Failure to gather the correct documentation or fill out applications completely can cause significant delays and increase expenses.
For more information, contact the office at 217-789-2171.
T.J. Heavisides is Springfield’s City Traffic Engineer and oversees obstruction permits. If you wish to close a lane of traffic, hold a public event, have tables and chairs on the sidewalks, or build a parklet, you will need to obtain permission. Typically permits take about a week if all the information provided is detailed. However, there may be delays if all the necessary documentation is not provided. Heavisides advises that using the North Mansion Block is encouraged because it can be challenging to shut down streets in front of stores.
If you are looking for an obstruction permit, contact the office at 217-789-2000.
Ensuring Your Building is Compliant With Fire Safety Codes
Ed Canny is Division Chief of Fire Safety and Fire Marshall.

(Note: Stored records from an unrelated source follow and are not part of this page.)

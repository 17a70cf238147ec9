//! Game data as files: the symbol catalog and the rule settings live in
//! JSON under `assets/`, with the shipped copies embedded as defaults.

pub mod load;
pub mod schema;

pub use load::*;
pub use schema::*;
use crate::ResourceKind;
use serde::{Deserialize, Serialize};

/// Animation cue kinds the rendering collaborator understands.
#[derive(Debug, Clone, Copy, PartialEq, Eq, Serialize, Deserialize)]
#[serde(rename_all = "snake_case")]
pub enum AnimKind {
    Bounce,
    Shake,
    Flip,
    Spin,
}

/// Domain events emitted by the turn pipeline. This is the rendering port:
/// the core never touches a display, it narrates state changes and animation
/// cues here and a front end drains them at its own pace.
#[derive(Debug, Clone, PartialEq, Serialize, Deserialize)]
pub enum Event {
    TurnStarted {
        turn: u32,
        turns_left: i64,
    },
    /// The turn was paid for but could not be played.
    TurnSkipped {
        money: i64,
    },
    BoardRolled {
        placed: usize,
    },
    SymbolAdded {
        tag: String,
        x: usize,
        y: usize,
    },
    SymbolRemoved {
        tag: String,
        x: usize,
        y: usize,
    },
    /// Resource feedback, anchored to a board cell when one is responsible.
    ResourceEarned {
        resource: ResourceKind,
        amount: i64,
        at: Option<(usize, usize)>,
    },
    LuckGained {
        bonus: f64,
        x: usize,
        y: usize,
    },
    LuckResolved {
        luck: f64,
    },
    /// Animation cue for the cell at (x, y).
    Effect {
        x: usize,
        y: usize,
        anim: AnimKind,
        duration_ms: u32,
    },
    ShopOpened {
        offers: usize,
        refresh_cost: Option<i64>,
    },
    ShopRefreshed {
        cost: i64,
        money: i64,
    },
    ShopBought {
        tag: String,
        money: i64,
    },
    ShopClosed,
    TurnCompleted {
        payout: i64,
        money: i64,
    },
    GameEnded {
        money: i64,
    },
}

#[derive(Debug, Default)]
pub struct EventBus {
    queue: Vec<Event>,
}

impl EventBus {
    pub fn push(&mut self, event: Event) {
        self.queue.push(event);
    }

    pub fn drain(&mut self) -> impl Iterator<Item = Event> + '_ {
        self.queue.drain(..)
    }

    pub fn len(&self) -> usize {
        self.queue.len()
    }

    pub fn is_empty(&self) -> bool {
        self.queue.is_empty()
    }
}
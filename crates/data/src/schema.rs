use serde::{Deserialize, Serialize};

/// One catalog row: `(variant tag, rarity weight, money price)`.
#[derive(Debug, Clone, Serialize, Deserialize)]
pub struct CatalogRecord {
    pub tag: String,
    pub rarity: f64,
    pub price: i64,
}
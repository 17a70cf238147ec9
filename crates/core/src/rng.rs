use rand::{rngs::StdRng, seq::SliceRandom, Rng, RngCore, SeedableRng};

/// Seed-tracked random source. Every draw the engine makes goes through
/// here so that a run is reproducible from its seed alone.
#[derive(Debug, Clone)]
pub struct RngState {
    seed: u64,
    rng: StdRng,
}

impl RngState {
    pub fn from_seed(seed: u64) -> Self {
        Self {
            seed,
            rng: StdRng::seed_from_u64(seed),
        }
    }

    pub fn seed(&self) -> u64 {
        self.seed
    }

    pub fn next_u64(&mut self) -> u64 {
        self.rng.next_u64()
    }

    /// Uniform draw in `[0, 1)`.
    pub fn next_f64(&mut self) -> f64 {
        self.rng.gen::<f64>()
    }

    /// Uniform integer in `[0, lim)`; 0 when `lim` is 0.
    pub fn range(&mut self, lim: u64) -> u64 {
        if lim == 0 {
            return 0;
        }
        self.rng.next_u64() % lim
    }

    pub fn pick<'a, T>(&mut self, items: &'a [T]) -> Option<&'a T> {
        if items.is_empty() {
            return None;
        }
        let idx = self.range(items.len() as u64) as usize;
        items.get(idx)
    }

    /// Removes and returns a uniformly chosen element.
    pub fn pick_remove<T>(&mut self, items: &mut Vec<T>) -> Option<T> {
        if items.is_empty() {
            return None;
        }
        let idx = self.range(items.len() as u64) as usize;
        Some(items.swap_remove(idx))
    }

    pub fn shuffle<T>(&mut self, items: &mut [T]) {
        items.shuffle(&mut self.rng);
    }
}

“I am a lifelong resident of the Springfield area. I have worked for the Springfield Fire Department for the past 24 years. I have worked my way through the ranks of the Fire department from firefighter to captain working at various houses with the majority of my tenure at Station #1 in Downtown Springfield. In this capacity I became familiar with many of the buildings in the downtown area. In 2014 I transitioned to the Fire Safety Division as a fire inspector and investigator. I was able to again see many of these buildings through inspection and construction activities. In 2019, I was promoted to the position of Division Chief of Fire Safety also known as the City Fire Marshal. The Division is charged with public education, code enforcement and building and life safety reviews. I believe Springfield has a rich history that is rooted in the downtown area. I look forward to working with developers and business owners to help make downtown Springfield a success. “
The Springfield Fire Department oversees the fire safety portion of projects and works closely with Building and Zoning to ensure that buildings are up to code. Reviewing both new and existing construction are inspected for fire safety. Before occupants can legally enter the building, it must pass fire inspection. If insufficiencies are found, they must be addressed, and the building must be reinspected and pass prior to occupancy.
Understanding downtown regulations and needed permits before you begin building or making changes will save you a great deal of time and hassle in the long run. Springfield’s knowledgeable professionals are here to help you make the most of your downtown build!
- Communicate early and often with your local experts.
- It is important to provide quality documents
- Contract with a local design professional specifically one familiar with working with downtown properties.